- #METAL GEAR SOLID V THE PHANTOM PAIN MULTIPLAYER SERIES#
- #METAL GEAR SOLID V THE PHANTOM PAIN MULTIPLAYER PSP#
- #METAL GEAR SOLID V THE PHANTOM PAIN MULTIPLAYER FREE#
You're even rewarded for changing your play styles. It is just as valid to finish a mission by grabbing a sniper rifle, looking for a good vantage point and sniping your foe as it is to get in close, knock them out, and capture them alive. You're rewarded most heavily for avoiding combat and staying stealthy, but unlike previous games in the franchise, it isn't incentivized above all else. You're not obligated to play in a specific way to finish missions and get a good ranking. The ranking system is lenient enough that you can murder your way through entire camps and still get an S-rank. The great thing about all of these options is that the game rewards you for playing however you like. The number of options is nearly infinite, and you can mix and match since the game allows you to swap equipment at any time in the field. You can sneak around and disable communications or hold up foes to get information.

You can sneak in and quietly assassinate enemies, go loud and blow the living daylights out of a heavily guarded base with a stolen tank, have your pet dog run in and tear open a target's throat, or even shoot your rocket-guided robotic arm through a window to blow up a base.

Lethal and non-lethal weapons are available, and Snake has a variety of special abilities. Of course, this means you have options, and I'd be hard-pressed to think of a game that gives you as many options as TPP. It's reminiscent of something like Hitman, where you have a slice of gameplay, and how you handle it is up to you. There are multiple ways to infiltrate each of the outposts and bases, and there are multiple ways you can complete the missions. A couple of timed missions exist, but they reward you for being quick, rather than failing you for being slow. There are almost no missions with serious time limits or strict failure points.
#METAL GEAR SOLID V THE PHANTOM PAIN MULTIPLAYER FREE#
Once players drop into a mission, they're free to take it on however they like. The more open gameplay structure works in TPP's favor. Each mission sections off a chunk of the world and instantly fails the mission if you leave it without completing your objective. The open-world gameplay is primarily there to make it viable to approach enemy bases from multiple directions or to escape from enemies. There are no collectibles, no real secrets, and nothing to do. One thing that needs to be emphasized is that TPP is an open-world game, but the area between enemy outposts is almost entirely meaningless. The gameplay shares the design improvements originally demoed in Ground Zeroes, making it the franchise's easiest game to pick up and play.

You can also choose to visit either of the two maps in free roam, although there is little reason to do so. From here, you can pick various missions in Afghanistan or Africa. Mother Base (or rather, a chopper you take from Mother Base) serves as your command center. The player's hub base is Mother Base, an offshore oil rig that houses all of their facilities. Just as the plot is a direct follow-up to that game, the mechanics are a massively improved version of Peace Walker.
#METAL GEAR SOLID V THE PHANTOM PAIN MULTIPLAYER PSP#
The basic structure of the game is very similar to the last PSP offering, Metal Gear Solid: Peace Walker. If I had one complaint, it is that Skull Face is a hollow villain for the amount of hype he gets. (Information has come to light that suggests an omitted mission addresses most of those questions.) It's still a roller coaster ride from start to finish and should leave most Metal Gear fans happy. It has some big twists, and it certainly ends, but it leaves a few things unaddressed.

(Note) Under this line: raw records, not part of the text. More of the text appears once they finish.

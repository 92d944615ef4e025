//! Receiver listener loop.

use std::fs;
use std::io;
use std::net::{IpAddr, Ipv4Addr, Ipv6Addr, Shutdown, SocketAddr, TcpListener, TcpStream};
use std::path::{Path, PathBuf};
use std::sync::Arc;
use std::sync::atomic::{AtomicBool, Ordering};
use std::thread;

use logging::{target, trace_connect};
use socket2::{Domain, Protocol, SockAddr, SockRef, Socket, Type};
use tracing::{error, info, warn};
use transfer::{Channel, ReceiverContext, SessionConfig};

use crate::error::SessionError;

/// Name of the thread [`spawn_receiver`] runs the listener on.
pub const RECEIVER_THREAD_NAME: &str = "Rcv";

/// A bound receiver waiting to serve senders one at a time.
#[derive(Debug)]
pub struct ReceiverServer {
    listener: TcpListener,
    local_addr: SocketAddr,
    target: PathBuf,
    config: Arc<SessionConfig>,
    closed: Arc<AtomicBool>,
}

/// Cloneable handle that stops a [`ReceiverServer`].
#[derive(Clone, Debug)]
pub struct ShutdownHandle {
    listener: Arc<TcpListener>,
    local_addr: SocketAddr,
    closed: Arc<AtomicBool>,
}

impl ReceiverServer {
    /// Validates `target` and binds the listening socket.
    ///
    /// A `target` that exists as anything but a directory is rejected. A
    /// missing target is created on demand by the first session.
    pub fn bind(
        addr: SocketAddr,
        target: impl Into<PathBuf>,
        config: Arc<SessionConfig>,
    ) -> Result<Self, SessionError> {
        let target = target.into();
        validate_target(&target)?;

        let listener = listen(addr).map_err(|source| SessionError::Bind { addr, source })?;
        let local_addr = listener
            .local_addr()
            .map_err(|source| SessionError::Bind { addr, source })?;
        trace_connect!("listening on {} writing to {}", local_addr, target.display());

        Ok(Self {
            listener,
            local_addr,
            target,
            config,
            closed: Arc::new(AtomicBool::new(false)),
        })
    }

    /// Address the listener is bound to.
    #[must_use]
    pub const fn local_addr(&self) -> SocketAddr {
        self.local_addr
    }

    /// Directory files are written to.
    #[must_use]
    pub fn target(&self) -> &Path {
        &self.target
    }

    /// Returns a handle that stops [`Self::serve`] from another thread.
    pub fn shutdown_handle(&self) -> io::Result<ShutdownHandle> {
        Ok(ShutdownHandle {
            listener: Arc::new(self.listener.try_clone()?),
            local_addr: self.local_addr,
            closed: Arc::clone(&self.closed),
        })
    }

    /// Accepts and serves senders until shut down.
    ///
    /// Sessions run one at a time. A failing session is logged and the loop
    /// accepts again. Returns the number of sessions served once
    /// [`ShutdownHandle::shutdown`] has been called.
    pub fn serve(&self) -> Result<u64, SessionError> {
        let mut served = 0u64;
        loop {
            if self.is_closed() {
                return Ok(served);
            }
            trace_connect!("listening");
            let (stream, raw_peer) = match self.listener.accept() {
                Ok(accepted) => accepted,
                Err(_) if self.is_closed() => {
                    trace_connect!("listener closed by shutdown");
                    return Ok(served);
                }
                Err(error) if error.kind() == io::ErrorKind::Interrupted => continue,
                Err(source) => {
                    return Err(SessionError::Accept {
                        addr: self.local_addr,
                        source,
                    });
                }
            };
            if self.is_closed() {
                return Ok(served);
            }

            let peer = normalize_peer_address(raw_peer);
            let peer_ip = peer.ip().to_string();
            if !self.config.allows_peer(&peer_ip) {
                warn!(target: target::CONNECT, "Connect from {peer_ip} not allowed!");
                let _ = stream.shutdown(Shutdown::Both);
                continue;
            }

            info!(target: target::CONNECT, "Connect from {peer_ip}");
            served += 1;
            self.handle(stream, peer);
        }
    }

    fn handle(&self, stream: TcpStream, peer: SocketAddr) {
        let reader = match stream.try_clone() {
            Ok(reader) => reader,
            Err(error) => {
                error!(target: target::CONNECT, "cannot use connection from {peer}: {error}");
                return;
            }
        };
        let mut channel = Channel::new(reader, stream, &self.config);
        let context = ReceiverContext::new(Arc::clone(&self.config), self.target.clone());
        match context.run(&mut channel) {
            Ok(summary) => trace_connect!(
                "session with {} done: {} files, {} bytes",
                peer,
                summary.files,
                summary.bytes
            ),
            Err(error) => error!(target: target::RECEIVER, "session with {peer} failed: {error}"),
        }
    }

    fn is_closed(&self) -> bool {
        self.closed.load(Ordering::SeqCst)
    }
}

impl ShutdownHandle {
    /// Stops the listener.
    ///
    /// Marks the server closed, shuts the listening socket down and connects
    /// to it once so a blocked `accept` returns. A session in progress runs to
    /// completion first.
    pub fn shutdown(&self) {
        if self.closed.swap(true, Ordering::SeqCst) {
            return;
        }
        trace_connect!("shutting down listener on {}", self.local_addr);
        let _ = SockRef::from(self.listener.as_ref()).shutdown(Shutdown::Both);
        let _ = TcpStream::connect(wake_address(self.local_addr));
    }

    /// Returns `true` once [`Self::shutdown`] has been called.
    #[must_use]
    pub fn is_shutdown(&self) -> bool {
        self.closed.load(Ordering::SeqCst)
    }
}

/// Runs [`ReceiverServer::serve`] on a thread named [`RECEIVER_THREAD_NAME`].
pub fn spawn_receiver(
    server: ReceiverServer,
) -> io::Result<(ShutdownHandle, thread::JoinHandle<Result<u64, SessionError>>)> {
    let handle = server.shutdown_handle()?;
    let thread = thread::Builder::new()
        .name(RECEIVER_THREAD_NAME.to_owned())
        .spawn(move || server.serve())?;
    Ok((handle, thread))
}

/// Normalizes an IPv4-mapped IPv6 peer address to plain IPv4.
///
/// A dual-stack listener reports IPv4 peers as `::ffff:a.b.c.d`; allow-list
/// prefixes are written against the dotted form.
#[must_use]
pub fn normalize_peer_address(addr: SocketAddr) -> SocketAddr {
    match addr.ip() {
        IpAddr::V6(v6) => match v6.to_ipv4_mapped() {
            Some(v4) => SocketAddr::new(IpAddr::V4(v4), addr.port()),
            None => addr,
        },
        IpAddr::V4(_) => addr,
    }
}

fn validate_target(target: &Path) -> Result<(), SessionError> {
    match fs::metadata(target) {
        Ok(metadata) if !metadata.is_dir() => Err(SessionError::InvalidTarget {
            path: target.to_path_buf(),
        }),
        _ => Ok(()),
    }
}

fn listen(addr: SocketAddr) -> io::Result<TcpListener> {
    let socket = Socket::new(Domain::for_address(addr), Type::STREAM, Some(Protocol::TCP))?;
    socket.set_reuse_address(true)?;
    if addr.is_ipv6() && addr.ip().is_unspecified() {
        socket.set_only_v6(false)?;
    }
    socket.bind(&SockAddr::from(addr))?;
    socket.listen(128)?;
    Ok(socket.into())
}

fn wake_address(local: SocketAddr) -> SocketAddr {
    let ip = match local.ip() {
        IpAddr::V4(v4) if v4.is_unspecified() => IpAddr::V4(Ipv4Addr::LOCALHOST),
        IpAddr::V6(v6) if v6.is_unspecified() => IpAddr::V6(Ipv6Addr::LOCALHOST),
        ip => ip,
    };
    SocketAddr::new(ip, local.port())
}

Unfortunately, the story does fizzle toward the end. There are times when the game goes too far, but the same goes for the other games in the franchise. It straddles the line between engrossing and ridiculous and somehow manages to work - for the most part. The plot has its fair share of twists and turns, and the core concept is so fundamentally Kojima that it is almost breathtaking. If you play them (while playing the game, a welcome improvement over staring at two static faces while they talk), you'll hear interesting characterizations and off-the-cuff philosophizing that defines the franchise. It's an odd choice because while the plot isn't incoherent without listening to those cassettes, they provide a lot of context that is otherwise lost. At first, I thought it was light on the plot, but I came to realize that much of what would've been mandatory codec calls are now optional cassette tape briefings.
#METAL GEAR SOLID V THE PHANTOM PAIN MULTIPLAYER SERIES#
Plot-wise, TPP is a slight departure from the series norm.